James Madison Papers

To James Madison from the Citizens of the Big Creek Settlement, 6 December 1812 (Abstract)

§ From the Citizens of the Big Creek Settlement

6 December 1812, Illinois Territory. “The Memorial, of the undersigned Citizens of the united States Humbly Sheweth … That whereas Many thousands poor Industrious Inhabitants, faithful Citizens of the United States, are now Struggling under heavy Burthens for the want of a necessary portion of the soil of the united States; and whereas many Millions of acres of land, lying West of the river Ohio and Mississippi, ar⟨e⟩ unoccupied, and are likely to lie so for many Years, unless some provisions are made for the more speedy Settlement thereof—you[r] Memorialists solicit that Some More favorable measures May be taken, that the poor Industriou⟨s⟩ people may obtain a Suffic[i]ent Quantity of land for the support of them and their families to Enable them to enjoy the sweets of liberty and indipendenc⟨e⟩ and so become useful and loyal Citizens.
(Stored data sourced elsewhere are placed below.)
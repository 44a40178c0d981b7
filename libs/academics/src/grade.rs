//! Letter grades and the fixed grade-point scale

use serde::{Deserialize, Deserializer, Serialize};
use std::fmt;
use std::str::FromStr;

use crate::error::GradeError;

/// Letter grade on the ten-point scale
#[derive(Debug, Clone, Copy, PartialEq, Eq, Hash, Serialize, Deserialize)]
pub enum Grade {
    #[serde(rename = "A+")]
    APlus,
    #[serde(rename = "A")]
    A,
    #[serde(rename = "B+")]
    BPlus,
    #[serde(rename = "B")]
    B,
    #[serde(rename = "C+")]
    CPlus,
    #[serde(rename = "C")]
    C,
    #[serde(rename = "D")]
    D,
    #[serde(rename = "F")]
    F,
}

/// One row of the published grade scale
#[derive(Debug, Clone, Copy, PartialEq, Serialize)]
#[serde(rename_all = "camelCase")]
pub struct ScaleEntry {
    pub grade: Grade,
    pub points: f64,
    /// Lowest percentage (inclusive) that earns this grade
    pub min_percentage: f64,
    /// Highest percentage (inclusive) shown for this grade
    pub max_percentage: f64,
}

/// Grade scale, best grade first
pub const GRADE_SCALE: [ScaleEntry; 8] = [
    ScaleEntry { grade: Grade::APlus, points: 10.0, min_percentage: 90.0, max_percentage: 100.0 },
    ScaleEntry { grade: Grade::A, points: 9.0, min_percentage: 80.0, max_percentage: 89.0 },
    ScaleEntry { grade: Grade::BPlus, points: 8.0, min_percentage: 70.0, max_percentage: 79.0 },
    ScaleEntry { grade: Grade::B, points: 7.0, min_percentage: 60.0, max_percentage: 69.0 },
    ScaleEntry { grade: Grade::CPlus, points: 6.0, min_percentage: 50.0, max_percentage: 59.0 },
    ScaleEntry { grade: Grade::C, points: 5.0, min_percentage: 40.0, max_percentage: 49.0 },
    ScaleEntry { grade: Grade::D, points: 4.0, min_percentage: 35.0, max_percentage: 39.0 },
    ScaleEntry { grade: Grade::F, points: 0.0, min_percentage: 0.0, max_percentage: 34.0 },
];

impl Grade {
    /// Grade point on the 0-10 scale
    pub fn points(self) -> f64 {
        match self {
            Grade::APlus => 10.0,
            Grade::A => 9.0,
            Grade::BPlus => 8.0,
            Grade::B => 7.0,
            Grade::CPlus => 6.0,
            Grade::C => 5.0,
            Grade::D => 4.0,
            Grade::F => 0.0,
        }
    }

    /// Label as printed on mark sheets
    pub fn label(self) -> &'static str {
        match self {
            Grade::APlus => "A+",
            Grade::A => "A",
            Grade::BPlus => "B+",
            Grade::B => "B",
            Grade::CPlus => "C+",
            Grade::C => "C",
            Grade::D => "D",
            Grade::F => "F",
        }
    }

    /// Parse a label, tolerating surrounding whitespace and lower case.
    ///
    /// Returns `None` for anything that is not on the scale.
    pub fn parse_lenient(label: &str) -> Option<Self> {
        label.trim().to_ascii_uppercase().parse().ok()
    }

    /// Map a percentage onto the published scale.
    pub fn from_percentage(percentage: f64) -> Self {
        if !percentage.is_finite() {
            return Grade::F;
        }

        GRADE_SCALE
            .iter()
            .find(|entry| percentage >= entry.min_percentage)
            .map(|entry| entry.grade)
            .unwrap_or(Grade::F)
    }

    /// Whether the grade counts as a pass
    pub fn is_pass(self) -> bool {
        self != Grade::F
    }
}

impl FromStr for Grade {
    type Err = GradeError;

    fn from_str(s: &str) -> Result<Self, Self::Err> {
        match s {
            "A+" => Ok(Grade::APlus),
            "A" => Ok(Grade::A),
            "B+" => Ok(Grade::BPlus),
            "B" => Ok(Grade::B),
            "C+" => Ok(Grade::CPlus),
            "C" => Ok(Grade::C),
            "D" => Ok(Grade::D),
            "F" => Ok(Grade::F),
            other => Err(GradeError::Unknown(other.to_string())),
        }
    }
}

impl fmt::Display for Grade {
    fn fmt(&self, f: &mut fmt::Formatter<'_>) -> fmt::Result {
        f.write_str(self.label())
    }
}

/// Grade point for an optional grade; missing grades count as zero.
pub fn grade_point(grade: Option<Grade>) -> f64 {
    grade.map(Grade::points).unwrap_or(0.0)
}

/// Deserialize an optional grade label without rejecting unknown labels.
pub fn deserialize_lenient<'de, D>(deserializer: D) -> Result<Option<Grade>, D::Error>
where
    D: Deserializer<'de>,
{
    let raw: Option<String> = Option::deserialize(deserializer)?;
    Ok(raw.as_deref().and_then(Grade::parse_lenient))
}

#[cfg(test)]
mod tests {
    use super::*;

    #[test]
    fn test_scale_points() {
        assert_eq!(Grade::APlus.points(), 10.0);
        assert_eq!(Grade::A.points(), 9.0);
        assert_eq!(Grade::D.points(), 4.0);
        assert_eq!(Grade::F.points(), 0.0);

        for entry in GRADE_SCALE {
            assert_eq!(entry.grade.points(), entry.points);
        }
    }

    #[test]
    fn test_strict_parse_rejects_unknown() {
        assert_eq!("B+".parse::<Grade>(), Ok(Grade::BPlus));
        assert_eq!(
            "E".parse::<Grade>(),
            Err(GradeError::Unknown("E".to_string()))
        );
        assert!("a+".parse::<Grade>().is_err());
    }

    #[test]
    fn test_lenient_parse() {
        assert_eq!(Grade::parse_lenient(" a+ "), Some(Grade::APlus));
        assert_eq!(Grade::parse_lenient("c"), Some(Grade::C));
        assert_eq!(Grade::parse_lenient("AB"), None);
        assert_eq!(Grade::parse_lenient(""), None);
    }

    #[test]
    fn test_from_percentage_bands() {
        assert_eq!(Grade::from_percentage(100.0), Grade::APlus);
        assert_eq!(Grade::from_percentage(90.0), Grade::APlus);
        assert_eq!(Grade::from_percentage(89.5), Grade::A);
        assert_eq!(Grade::from_percentage(72.0), Grade::BPlus);
        assert_eq!(Grade::from_percentage(35.0), Grade::D);
        assert_eq!(Grade::from_percentage(34.9), Grade::F);
        assert_eq!(Grade::from_percentage(-3.0), Grade::F);
        assert_eq!(Grade::from_percentage(f64::NAN), Grade::F);
    }

    #[test]
    fn test_missing_grade_counts_as_zero() {
        assert_eq!(grade_point(None), 0.0);
        assert_eq!(grade_point(Some(Grade::B)), 7.0);
    }

    #[test]
    fn test_serde_uses_labels() {
        assert_eq!(serde_json::to_string(&Grade::CPlus).unwrap(), "\"C+\"");
        let grade: Grade = serde_json::from_str("\"A+\"").unwrap();
        assert_eq!(grade, Grade::APlus);
    }
}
Many have hitherto been Cruelly Oppressed, for want of their equal natural ringhts [sic]: many of us, Who fough⟨t⟩ for Indipendence, and Sufered every thing but death, are now in a State of Indigence, and can not enjoy the Common Comforts of life; and the lands for which we have fought, are at this time So dear, and money so Scarce that it is Impossible for us to purchase (at that rate) a Sufficient Quantity to produce the Comforts of life, and enable us to enjoy the realities of Independence.
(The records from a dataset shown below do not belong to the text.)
//! Redis cache module
//!
//! Thin wrapper over a multiplexed Redis connection used for the persisted
//! session slots.

use redis::{AsyncCommands, Client};
use tracing::info;

use crate::error::{CacheError, CacheResult};

/// Configuration for Redis connection
#[derive(Debug, Clone)]
pub struct RedisConfig {
    /// Redis connection URL (e.g., "redis://localhost:6379")
    pub url: String,
    /// Prefix added to every key so several portals can share one Redis
    pub key_prefix: String,
}

impl RedisConfig {
    /// Create a new RedisConfig from environment variables
    ///
    /// # Environment Variables
    /// - `REDIS_URL`: Redis connection URL (default: "redis://localhost:6379")
    /// - `REDIS_KEY_PREFIX`: Key prefix (default: "exam_cell")
    pub fn from_env() -> Self {
        let url =
            std::env::var("REDIS_URL").unwrap_or_else(|_| "redis://localhost:6379".to_string());
        let key_prefix =
            std::env::var("REDIS_KEY_PREFIX").unwrap_or_else(|_| "exam_cell".to_string());

        RedisConfig { url, key_prefix }
    }
}

/// Redis connection handle
#[derive(Clone)]
pub struct RedisPool {
    client: Client,
    key_prefix: String,
}

impl RedisPool {
    /// Create the client. No connection is made until the first command.
    pub fn new(config: &RedisConfig) -> CacheResult<Self> {
        let client = Client::open(config.url.clone())?;
        info!("Redis client initialized with URL: {}", config.url);
        Ok(RedisPool {
            client,
            key_prefix: config.key_prefix.clone(),
        })
    }

    /// Full key for a logical key
    pub fn key(&self, key: &str) -> String {
        format!("{}:{}", self.key_prefix, key)
    }

    async fn get_connection(&self) -> CacheResult<redis::aio::MultiplexedConnection> {
        let conn = self.client.get_multiplexed_async_connection().await?;
        Ok(conn)
    }

    /// Set a key-value pair in Redis with optional TTL
    pub async fn set(&self, key: &str, value: &str, ttl_seconds: Option<u64>) -> CacheResult<()> {
        let mut conn = self.get_connection().await?;
        let key = self.key(key);

        if let Some(ttl) = ttl_seconds {
            let _: () = conn.set_ex(key, value, ttl).await?;
        } else {
            let _: () = conn.set(key, value).await?;
        }

        Ok(())
    }

    /// Get a value from Redis by key
    pub async fn get(&self, key: &str) -> CacheResult<Option<String>> {
        let mut conn = self.get_connection().await?;
        let value: Option<String> = conn.get(self.key(key)).await?;
        Ok(value)
    }

    /// Delete a key from Redis
    pub async fn delete(&self, key: &str) -> CacheResult<()> {
        let mut conn = self.get_connection().await?;
        let _: u64 = conn.del(self.key(key)).await?;
        Ok(())
    }

    /// Check if Redis is reachable
    pub async fn health_check(&self) -> CacheResult<bool> {
        let mut conn = self.get_connection().await?;
        let pong: String = redis::cmd("PING").query_async(&mut conn).await?;
        if pong == "PONG" {
            Ok(true)
        } else {
            Err(CacheError::UnexpectedReply {
                command: "PING",
                reply: pong,
            })
        }
    }
}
“It is Impossible for us (without Stooping to the mean paths of Intrigue which We Scorn) to remedy ourselves In the present Crisis. We humbly Conceive, that the Most grieveous Complaints among the white people of America have been Occasioned by being Cruelly deprived of our or[i]ginal right of Inheritance. We Conceive, that every free Male Citizen of the united States at 18 years of age and upwards; and every female head of a family, ought to be allowed to hold a Sufficient Quantity of what is Called Congress Land for their Support that no one ought to be allowed to hold more than 200 acres by Improvement, We humbly Conceive, that if Each Citizen aforesaid, was allowed to hold 200 acres of land by Improvement at 12½ Cents pr. acre payable In 7 years (without Interest) after Settlement, that the taxes arising from them, would Soon produce a greater revenue, than disposing of the lands In the present way. We also Conceive that being put in possession of freeholds Estates, would produce loyalty in each Citizen prevent Rebellions, remove animosities, Cement an union, and promote happiness throughout each department of the family of the united States. We your memorialists humbly pray, that this subject May be taken m⟨or⟩e fully Into Consideration, be laid before the Senate and Representatives of the union, and such Measures taken as shall be Conducive of the general good.”

RC (DNA: RG 59, TP, Illinois). 2 pp.; signed by Thomas Morrow Sr. and 137 others; addressed to the president and Congress. Printed in Carter, Territorial Papers, Illinois, 16:272–75.